Question: What’s more pink than Valentine’s Day and the Pure Romance Corporate offices combined?
Answer: October.

Why? As you probably know already, October is Breast Cancer Awareness Month. If you take a look around Target, Walmart, or Macy’s, chances are that you’ll see makeup, boxes of crackers, golf clubs, and hairspray that are dusted in pink and have that iconic ribbon on them.

Breast cancer, which will affect about one in eight women in the United States, has become all too familiar anymore. The fact that it is so prevalent is unavoidable and disheartening. It has become a part of our daily conversation, not just October’s conversation. For me personally, I always feel moved to find a cure, and with the Patty Brisben Foundation for Women’s Sexual Health, we fund important research in the four pillars of the PBF: vulvovaginal pain disorder, pre-menopause and menopause, libido, and sexual dysfunction after cancer therapy.

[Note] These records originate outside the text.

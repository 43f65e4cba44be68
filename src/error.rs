// Typed errors for the inference core.
//
// The taxonomy is deliberately small: artifact problems are fatal and
// surface once at startup, InvalidTopicIndex is the only per-call
// input-validation error. Everything else in the pipeline is total —
// degenerate input (empty text, no vocabulary matches) produces a
// deterministic result, not an error.

use std::path::PathBuf;

use thiserror::Error;

#[derive(Debug, Error)]
pub enum Error {
    /// The model artifact is missing, unreadable, or not valid JSON.
    #[error("model artifact unavailable at {path}: {reason}")]
    ArtifactUnavailable { path: PathBuf, reason: String },

    /// The artifact deserialized but its structure is not usable:
    /// wrong format version, empty vocabulary, or a matrix whose shape
    /// disagrees with the vocabulary.
    #[error("model artifact incompatible: {reason}")]
    ArtifactIncompatible { reason: String },

    /// A topic index outside [0, num_topics) was requested.
    #[error("invalid topic index {topic_id}: model has {num_topics} topics")]
    InvalidTopicIndex { topic_id: i64, num_topics: usize },
}

pub type Result<T> = std::result::Result<T, Error>;
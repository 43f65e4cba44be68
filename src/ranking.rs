// Term ranking — the most representative vocabulary terms for a topic.

use std::cmp::Ordering;

use crate::error::{Error, Result};
use crate::model::TopicModel;

/// The `top_n` highest-weighted terms of one topic, most representative
/// first.
///
/// Ordering is an explicit sort: descending weight, ties broken by
/// ascending vocabulary index. `top_n` is clamped to the vocabulary size;
/// zero yields an empty list. Out-of-range `topic_id` is the one
/// per-call validation error in the core.
pub fn top_terms(model: &TopicModel, topic_id: usize, top_n: usize) -> Result<Vec<String>> {
    if topic_id >= model.num_topics() {
        return Err(Error::InvalidTopicIndex {
            topic_id: topic_id as i64,
            num_topics: model.num_topics(),
        });
    }

    let row = model.topic_row(topic_id);
    let mut ranked: Vec<(usize, f64)> = row.iter().copied().enumerate().collect();
    // Weights are validated finite at load time, so partial_cmp cannot
    // actually fail; the index tie-break makes the order total.
    ranked.sort_by(|a, b| {
        b.1.partial_cmp(&a.1)
            .unwrap_or(Ordering::Equal)
            .then(a.0.cmp(&b.0))
    });

    Ok(ranked
        .into_iter()
        .take(top_n.min(model.vocab_size()))
        .map(|(index, _)| model.term(index).to_string())
        .collect())
}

What Breast Cancer Awareness Month proves is that women are being heard, loud and clear. As women, we have a right to be aware of our health. Additionally, we have a right to take care of our health. We tend to struggle with the idea that we deserve time to take care of ourselves, but ladies, we must. It’s easy to think that if you use an hour of your day to work out, you’re taking time away from your family. I have to tell you—the exact opposite is true. When you take an hour to benefit your health, not only are you adding onto your own life, you’re also setting a great example for your whole family. You’ll be there longer for them when you take care of yourself.

This month, I’d like women to focus on their own health. Here is exactly what I mean by that:

1. Go to the doctor when something is off. No one knows your body better than you do; when something isn’t quite right, you know it. Don’t waste time trying to figure it out on your own. Seek medical attention as soon as you can. Even though this may seem like an overreaction at first, don’t see it that way. This is your health—it can’t be taken for granted.

2. Eat right. Eating right is very individual to the woman. We all have various intolerances and preferences. If you need help building a healthy eating regimen, set up an appointment with a nutritionist. It takes just one meeting to gain an understanding of what kind of eating will suit your needs.

3. Make time to exercise. Most personal trainers will tell you to work out five to six days a week. Don’t feel bad if you miss one workout—something is better than nothing sometimes! Not sure of what types of workouts you should be doing? Get a membership to a gym to try out different classes, meet with a personal trainer, or feel it out for yourself. You won’t know until you try!

4. Take a time out for mental health. Never feel guilty for taking a moment for yourself. Whether that’s a half hour watching your favorite TV show or reflecting on your day, give your brain a break. Breathe and release the stress.

5. Spend time with the people you love. This is the secret to excellent mental health. We get so caught up in things that we “need” to do that we forget to stop and enjoy the people we love the most. Have a romantic night with your partner, spend a Friday night out with your girlfriends, have a nice dinner with your parents. Trust me, it’s worth it.

Breast cancer is taking a toll on women at younger ages every year. This October, honor the cause, your body, and your family by taking care of yourself and being mindful of your health.